X

Best Practices from Oracle Development's A‑Team

Inter-TENANCY VCN peering using LPGs

This Blog post is a discussion regarding PEERING OCI VCNs that belong to DIFFERENT tenancies.   This is in the context of  using LPGs vs Attachments.  Options including attachments instead of peering and will be discussed in different posts.

We are assuming you have a basic understanding of OCI Networking and best practices for creating VCNs, subnets, security lists, and routing.

An example of VCN peering -

LPGs (Local Peering Gateways) provide connectivity between VCNs.   An LPG must be created in EACH VCN by a user with proper authority to do so (this is VERY important later when we talk about peering between DIFFERENT TENANCIES).

 

https://docs.oracle.com/en-us/iaas/Content/Resources/Images/network_local_peering_basic.png

It is important to note basic networking rules apply - you must have non-overlapping IP spaces in order to peer between ANY VCNs, whether in the same tenancy or different tenancies.   It is likewise important to be sure there is no IP space overlap across the enterprise networks for either tenancy - you could "'black hole" traffic from a different part of your network if one of the peered VCNs uses space that exist elsewhere on your corporate/enterprise network.
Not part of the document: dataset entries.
// =============================================================================
// Refresh and rotation
// =============================================================================

#[tokio::test]
async fn test_refresh_rebinds_access_only() {
    let t = test_app().await;
    let user = t.create_user("alice@example.com").await;
    let (_, refresh) = t.login("alice@example.com").await;

    let response = t
        .send(post_with_cookie("/api/auth/refresh", &refresh_cookie(&refresh)))
        .await;
    assert_eq!(response.status(), StatusCode::OK);

    let cookies = set_cookies(&response);
    assert_eq!(cookies.len(), 1);
    let new_access = cookie_value(&cookies, "access_token").unwrap();

    let response = t.send(get_with_bearer("/api/auth/me", &new_access)).await;
    assert_eq!(response.status(), StatusCode::OK);

    // Same session, same refresh token
    let sessions = t.db.sessions().find_active(&user.id).await.unwrap();
    assert_eq!(sessions.len(), 1);
    let response = t
        .send(post_with_cookie("/api/auth/refresh", &refresh_cookie(&refresh)))
        .await;
    assert_eq!(response.status(), StatusCode::OK);
}

#[tokio::test]
async fn test_refresh_without_cookie() {
    let t = test_app().await;

    let response = t
        .send(
            Request::builder()
                .method("POST")
                .uri("/api/auth/refresh")
                .body(Body::empty())
                .unwrap(),
        )
        .await;
    assert_eq!(response.status(), StatusCode::UNAUTHORIZED);
    let cookies = set_cookies(&response);
    assert!(has_cleared_cookie(&cookies, "access_token"));
    assert!(has_cleared_cookie(&cookies, "refresh_token"));
}

#[tokio::test]
async fn test_refresh_with_access_token_rejected() {
    let t = test_app().await;
    t.create_user("alice@example.com").await;
    let (access, _) = t.login("alice@example.com").await;

    let response = t
        .send(post_with_cookie("/api/auth/refresh", &refresh_cookie(&access)))
        .await;
    assert_eq!(response.status(), StatusCode::UNAUTHORIZED);
    assert!(has_cleared_cookie(&set_cookies(&response), "refresh_token"));
}

#[tokio::test]
async fn test_rotate_invalidates_old_refresh_token() {
    let t = test_app().await;
    let user = t.create_user("alice@example.com").await;
    let (_, old_refresh) = t.login("alice@example.com").await;

    let response = t
        .send(post_with_cookie("/api/auth/rotate", &refresh_cookie(&old_refresh)))
        .await;
    assert_eq!(response.status(), StatusCode::OK);

    let cookies = set_cookies(&response);
    assert_eq!(cookies.len(), 2);
    let new_refresh = cookie_value(&cookies, "refresh_token").unwrap();
    assert_ne!(new_refresh, old_refresh);
    assert!(cookie_value(&cookies, "access_token").is_some());

    // Old token is gone
    let response = t
        .send(post_with_cookie("/api/auth/refresh", &refresh_cookie(&old_refresh)))
        .await;
    assert_eq!(response.status(), StatusCode::UNAUTHORIZED);
    assert!(has_cleared_cookie(&set_cookies(&response), "refresh_token"));
    let body = body_json(response).await;
    assert_eq!(body["error"], "Session is no longer valid");

    // New token works
    let response = t
        .send(post_with_cookie("/api/auth/refresh", &refresh_cookie(&new_refresh)))
        .await;
    assert_eq!(response.status(), StatusCode::OK);

    let sessions = t.db.sessions().find_active(&user.id).await.unwrap();
    assert_eq!(sessions.len(), 1);
    assert!(t.audit.kinds().contains(&AuditEventKind::SessionRotated));
}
Peering VCNs between two SEPARATE customer tenancies requires an understanding of some related concepts:  First, the connection process requires one tenant to be the REQUESTOR, and the other to be the ACCEPTOR.  Second, each role requires very specific IAM policies in order to provide the user placing the request (the requestor) proper authorization to complete the peering connection process.  Last, as with all OCI networking proper security rules and routes must be put in place on each VCN to allow only the required traffic flows.

 

Preperation:  Be sure the user on each tenancy performing the configuration work has the proper authorization AND are each members of a group as we will provide authority to the group to perform the needed tasks (see group IAM policies if you are not already familiar with user/group/policy implementation).  For our example I have used the Administrators group, but more often a smaller group such as “NetworkAdmins” might be more appropriate.

Obtain the tenancy OCID, authorized group OCID, and the LPG OCID from the acceptor tenancy.

In each tenancy create the appropriate IAM policy.  These policies are APPLIED at the Root, but can specify nested compartments in the actual policy statements.

Examples for Requestor and Acceptor policies:

Requestor Policy

Define tenancy Acceptor as ocid1.tenancy.oc1..aaaaaaaaqgag3pg47ao7v25dqgwfeu5myetwayn3….

Allow group RequestorGrp to manage local-peering-from in compartment CompartmentA:CompartmentB

Endorse group RequestorGrp to manage local-peering-to in tenancy Acceptor

Endorse group RequestorGrp to associate local-peering-gateways in compartment CompartmentA:CompartmentB with local-peering-gateways in tenancy Acceptor

Acceptor Policy

Define tenancy Requestor as ocid1.tenancy.oc1..aaaaaaaagfqbe4ujb2dgwxtp37gzinrxt6h6hfshjokfgfi5…

Define group RequestorGrp as ocid1.group.oc1..aaaaaaaaqmnmuwmtazjp6isf5zrpukdgzjyajggb77tibl66….

Admit group RequestorGrp of tenancy Requestor to manage local-peering-to in compartment AcceptorCompartmentA:AcceptorCompartmentB

Admit group RequestorGrp of tenancy Requestor to associate local-peering-gateways in tenancy Requestor with local-peering-gateways in compartment AcceptorCompartmentA:AcceptorCompartmentB

In the Acceptor Tenancy create the LPG as well as the appropriate Route Rules (these might be in the VCN route table, or a specific Subnet route table as appropriate).   Also create the appropriate Security List rules to allow only the required traffic to flow to the remote VCN.

In the Requestor Tenancy create the LPG to connect to the Acceptor Tenancy:

 

In the Requestor Tenancy go to the LPG and from the “three dot” menu on the right select Establish Peering Connection, and select ENTER LOCAL PEERING GATEWAY OCID.   Enter the OCID provided by the Acceptor Tenancy for the LPG on their side.

 

 

When peering is successfully completed you will see the new status as Peered – Connected to a peer. And you will see the CIDRs being advertised to you from the peered Tenancy:

 

At this point you have established a peering relationship and traffic should flow between the VCNs as allowed.